Das GGN-Label ist das Verbraucherlabel des internationalen GlobalG.A.P.-Siegels. Es bestätigt, dass die Produkte unter Einhaltung von zertifizierten, verantwortungsvollen landwirtschaftlichen Praktiken produziert wurden, die die Aspekte Lebensmittelsicherheit, Umweltschutz, Tierschutz, soziale Verantwortung und Transparenz der Lieferkette berücksichtigen. Das GGN-Label kann verwendet werden für Obst und Gemüse, gezüchtete Meeresfrüchte und Algen sowie Blumen und Pflanzen.
Die österreichische AMAG.A.P. Zertifizierung (G.A.P. steht für "Gute Agrarpraxis") der landwirtschaftlichen Betriebe ist die Basis für die AMA-Gütesiegel-Produktion. Sie fußt auf den Richtlinien des Internationalen Qualitätssicherungsprogramm GlobalG.A.P. und garantiert, dass die Pflanze in Österreich gewachsen, getopft, sortiert und verpackt wurde.
Das niederländische MPS-Siegel soll garantieren, dass Züchter sowohl auf Umweltaspekte als auch auf soziale Kriterien bei Anzucht, Transport und Aufzucht achten. Welche Schädlings- und Düngemittel eingesetzt werden dürfen, regelt dieses Siegel allerdings nicht.

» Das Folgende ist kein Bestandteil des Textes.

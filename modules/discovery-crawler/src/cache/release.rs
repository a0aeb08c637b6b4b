use std::collections::{HashMap, HashSet};

use chrono::{Duration, NaiveDate};
use tracing::info;

use discovery_common::{Category, DiscoveryError, Release, Result};

use crate::traits::CacheStore;

/// Output of the release filter.
#[derive(Debug, Clone, Default)]
pub struct ReleaseCandidates {
    /// Releases that are new and already out. Committed to the cache after the crawl.
    pub to_cache: Vec<Release>,
    /// Subset that should be fetched, classified and dispatched.
    pub to_dispatch: Vec<Release>,
}

pub struct ReleaseFilter {
    lookback_days: Option<u32>,
}

impl ReleaseFilter {
    pub fn new(lookback_days: Option<u32>) -> Self {
        Self { lookback_days }
    }

    /// Run every filtering stage against the durable cache.
    pub async fn candidates(
        &self,
        store: &dyn CacheStore,
        releases: Vec<Release>,
        today: NaiveDate,
    ) -> Result<ReleaseCandidates> {
        let fetched = releases.len();
        let cached_ids = store.cached_release_ids().await?;
        let non_cached = filter_cached(releases, &cached_ids);
        let released = filter_future(non_cached, today);
        let to_cache = released.clone();

        let recent = filter_lookback(released, today, self.lookback_days);
        let cached_names = store.cached_release_names().await?;
        let to_dispatch = filter_simultaneous_duplicates(recent, &cached_names);

        info!(
            fetched,
            new = to_cache.len(),
            dispatchable = to_dispatch.len(),
            "Filtered releases"
        );
        Ok(ReleaseCandidates {
            to_cache,
            to_dispatch,
        })
    }
}

/// Drop releases whose id is cached and collapse repeated ids within the batch.
/// A release listed under several followed artists keeps its first
/// non-appears-on listing.
pub fn filter_cached(releases: Vec<Release>, cached_ids: &HashSet<String>) -> Vec<Release> {
    let mut kept: Vec<Release> = Vec::new();
    let mut index: HashMap<String, usize> = HashMap::new();
    for release in releases {
        if cached_ids.contains(&release.id) {
            continue;
        }
        match index.get(&release.id) {
            Some(&i) => {
                if kept[i].category == Category::AppearsOn
                    && release.category != Category::AppearsOn
                {
                    kept[i] = release;
                }
            }
            None => {
                index.insert(release.id.clone(), kept.len());
                kept.push(release);
            }
        }
    }
    kept
}

/// Drop releases dated strictly after `today`.
pub fn filter_future(releases: Vec<Release>, today: NaiveDate) -> Vec<Release> {
    releases
        .into_iter()
        .filter(|r| r.release_date <= today)
        .collect()
}

/// Drop releases older than the lookback window. `None` disables the window.
pub fn filter_lookback(
    releases: Vec<Release>,
    today: NaiveDate,
    lookback_days: Option<u32>,
) -> Vec<Release> {
    let Some(days) = lookback_days else {
        return releases;
    };
    let oldest = today - Duration::days(i64::from(days));
    releases
        .into_iter()
        .filter(|r| r.release_date >= oldest)
        .collect()
}

/// Keep only the earliest of releases sharing a name signature, and drop
/// signatures that were already handled in an earlier crawl.
pub fn filter_simultaneous_duplicates(
    releases: Vec<Release>,
    cached_names: &HashSet<String>,
) -> Vec<Release> {
    let mut earliest: HashMap<String, usize> = HashMap::new();
    for (i, release) in releases.iter().enumerate() {
        let signature = release.name_signature();
        if cached_names.contains(&signature) {
            continue;
        }
        match earliest.get(&signature) {
            Some(&j) if releases[j].release_date <= release.release_date => {}
            _ => {
                earliest.insert(signature, i);
            }
        }
    }
    let keep: HashSet<usize> = earliest.into_values().collect();
    releases
        .into_iter()
        .enumerate()
        .filter(|(i, _)| keep.contains(i))
        .map(|(_, r)| r)
        .collect()
}

/// Persist ids and name signatures. Failures surface as `CacheCommit`.
pub async fn commit(store: &dyn CacheStore, releases: &[Release]) -> Result<()> {
    if releases.is_empty() {
        return Ok(());
    }
    let ids: Vec<String> = releases.iter().map(|r| r.id.clone()).collect();
    let names: Vec<String> = releases.iter().map(Release::name_signature).collect();
    store
        .append_release_ids(&ids)
        .await
        .map_err(|e| DiscoveryError::CacheCommit(format!("release ids: {e}")))?;
    store
        .append_release_names(&names)
        .await
        .map_err(|e| DiscoveryError::CacheCommit(format!("release names: {e}")))?;
    Ok(())
}
// Trait boundaries of the discovery pipeline.
//
// MusicCatalog: every remote call the crawl makes (catalog reads, playlist writes, player).
// CacheStore: durable, append-only memory of artists and releases already handled.
// ResultRelay: fire-and-forget sink for the per-category crawl report.
//
// Mocks for all three live in `testing` so the pipeline runs without network or database.

use std::collections::HashSet;

use async_trait::async_trait;
use tracing::debug;

use discovery_common::{
    ArtistId, Category, CollectionDetails, CollectionUpdate, DiscoveryError, RecentItem, Release,
    Result, Track,
};
use spotify_client::{ChangePlaylistDetails, SimplifiedAlbum, SpotifyClient, SpotifyError};

use crate::report::CrawlReport;

// ---------------------------------------------------------------------------
// MusicCatalog
// ---------------------------------------------------------------------------

#[async_trait]
pub trait MusicCatalog: Send + Sync {
    /// Ids of all artists the user follows.
    async fn followed_artists(&self) -> Result<Vec<ArtistId>>;

    /// Every release listed for an artist, including appears-on credits.
    async fn artist_releases(&self, artist_id: &str) -> Result<Vec<Release>>;

    async fn release_tracks(&self, release: &Release) -> Result<Vec<Track>>;

    async fn collection(&self, collection_id: &str) -> Result<CollectionDetails>;

    async fn update_collection(&self, collection_id: &str, update: &CollectionUpdate)
        -> Result<()>;

    /// Insert tracks at the top of a collection, keeping the given order.
    async fn add_tracks(&self, collection_id: &str, track_ids: &[String]) -> Result<()>;

    /// The `limit` most recently added items of a collection.
    async fn recent_items(&self, collection_id: &str, limit: u32) -> Result<Vec<RecentItem>>;

    /// Id of the track currently playing for the user, if any.
    async fn currently_playing(&self) -> Result<Option<String>>;
}

/// A rejected token fails every later call too, so it aborts the crawl
/// instead of degrading one release at a time.
fn catalog_error(err: SpotifyError) -> DiscoveryError {
    match err {
        SpotifyError::Unauthorized(_) => DiscoveryError::Config(err.to_string()),
        _ => DiscoveryError::Remote(err.to_string()),
    }
}

fn to_release(album: SimplifiedAlbum, listed_by: &str) -> Option<Release> {
    let group = album.album_group.as_deref().unwrap_or(&album.album_type);
    let Some(category) = Category::from_source(group) else {
        debug!(album_id = album.id.as_str(), group, "Skipping album with unknown group");
        return None;
    };
    let Some(release_date) = album.parsed_release_date() else {
        debug!(
            album_id = album.id.as_str(),
            raw = album.release_date.as_str(),
            "Skipping album with unparsable release date"
        );
        return None;
    };
    Some(Release {
        id: album.id,
        title: album.name,
        category,
        artist_ids: album.artists.into_iter().filter_map(|a| a.id).collect(),
        release_date,
        track_count: album.total_tracks,
        listed_by: listed_by.to_string(),
    })
}

#[async_trait]
impl MusicCatalog for SpotifyClient {
    async fn followed_artists(&self) -> Result<Vec<ArtistId>> {
        let artists = SpotifyClient::followed_artists(self).await.map_err(catalog_error)?;
        Ok(artists
            .into_iter()
            .filter_map(|a| a.id)
            .filter(|id| !id.is_empty() && !id.eq_ignore_ascii_case("null"))
            .collect())
    }

    async fn artist_releases(&self, artist_id: &str) -> Result<Vec<Release>> {
        let albums = self.artist_albums(artist_id).await.map_err(catalog_error)?;
        Ok(albums
            .into_iter()
            .filter_map(|album| to_release(album, artist_id))
            .collect())
    }

    async fn release_tracks(&self, release: &Release) -> Result<Vec<Track>> {
        let tracks = self.album_tracks(&release.id).await.map_err(catalog_error)?;
        Ok(tracks
            .into_iter()
            .filter_map(|t| {
                Some(Track {
                    id: t.id?,
                    name: t.name,
                    release_id: release.id.clone(),
                    duration_ms: t.duration_ms,
                })
            })
            .collect())
    }

    async fn collection(&self, collection_id: &str) -> Result<CollectionDetails> {
        let playlist = self.playlist(collection_id).await.map_err(catalog_error)?;
        Ok(CollectionDetails {
            title: playlist.name,
            description: playlist.description.unwrap_or_default(),
        })
    }

    async fn update_collection(
        &self,
        collection_id: &str,
        update: &CollectionUpdate,
    ) -> Result<()> {
        let details = ChangePlaylistDetails {
            name: update.title.clone(),
            description: update.description.clone(),
        };
        self.change_playlist_details(collection_id, &details)
            .await
            .map_err(catalog_error)
    }

    async fn add_tracks(&self, collection_id: &str, track_ids: &[String]) -> Result<()> {
        self.add_tracks_to_top(collection_id, track_ids)
            .await
            .map_err(catalog_error)
    }

    async fn recent_items(&self, collection_id: &str, limit: u32) -> Result<Vec<RecentItem>> {
        let items = self
            .playlist_items(collection_id, limit)
            .await
            .map_err(catalog_error)?;
        Ok(items
            .into_iter()
            .filter_map(|item| {
                Some(RecentItem {
                    item_id: item.track?.id?,
                    added_at: item.added_at?,
                })
            })
            .collect())
    }

    async fn currently_playing(&self) -> Result<Option<String>> {
        let playing = SpotifyClient::currently_playing(self).await.map_err(catalog_error)?;
        Ok(playing
            .and_then(|p| p.item)
            .filter(|item| item.item_type == "track")
            .and_then(|item| item.id))
    }
}

// ---------------------------------------------------------------------------
// CacheStore
// ---------------------------------------------------------------------------

#[async_trait]
pub trait CacheStore: Send + Sync {
    async fn cached_artist_ids(&self) -> Result<Vec<ArtistId>>;

    async fn cached_release_ids(&self) -> Result<HashSet<String>>;

    /// Name signatures (see `Release::name_signature`) of handled releases.
    async fn cached_release_names(&self) -> Result<HashSet<String>>;

    async fn append_artist_ids(&self, ids: &[ArtistId]) -> Result<()>;

    async fn append_release_ids(&self, ids: &[String]) -> Result<()>;

    async fn append_release_names(&self, names: &[String]) -> Result<()>;
}

// ---------------------------------------------------------------------------
// ResultRelay
// ---------------------------------------------------------------------------

#[async_trait]
pub trait ResultRelay: Send + Sync {
    async fn relay(&self, report: &CrawlReport) -> anyhow::Result<()>;
}

#[cfg(test)]
mod tests {
    use super::*;

    #[test]
    fn rejected_token_is_not_recoverable() {
        let err = catalog_error(SpotifyError::from_status(401, "token expired".into()));
        assert!(matches!(err, DiscoveryError::Config(_)));
        assert!(!err.is_recoverable());
    }

    #[test]
    fn other_catalog_failures_are_recoverable() {
        let err = catalog_error(SpotifyError::from_status(503, "unavailable".into()));
        assert!(matches!(err, DiscoveryError::Remote(_)));
        assert!(err.is_recoverable());
    }
}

Nur Bio-Siegel wie Demeter oder das EU-Biosiegel garantieren, dass keine chemisch-synthetischen Dünger, Pflanzenschutzmittel oder Wachstumshemmstoffe (die die Pflanzen anfangs kompakt halten sollen) eingesetzt werden. Doch Betriebe, die Bio-Zimmerpflanzen züchten, sind rar – einen gibt es jedoch in Österreich, nämlich in Guntramsdorf: Dort betreibt Sabine Watzer die Bio-Gärtnerei AustroPalm (www.austropalm.at). Angeboten werden rund 10.000 Pflanzen, die zum Großteil selbst produziert werden und daher an mitteleuropäische Klimabedingungen gewöhnt und angepasst sind, was sie widerstandsfähiger macht. Torffreie Erden und Naturdünger sowie Nützlinge zur Schädlingsbekämpfung beziehungsweise -vorbeugung sind selbstverständlich.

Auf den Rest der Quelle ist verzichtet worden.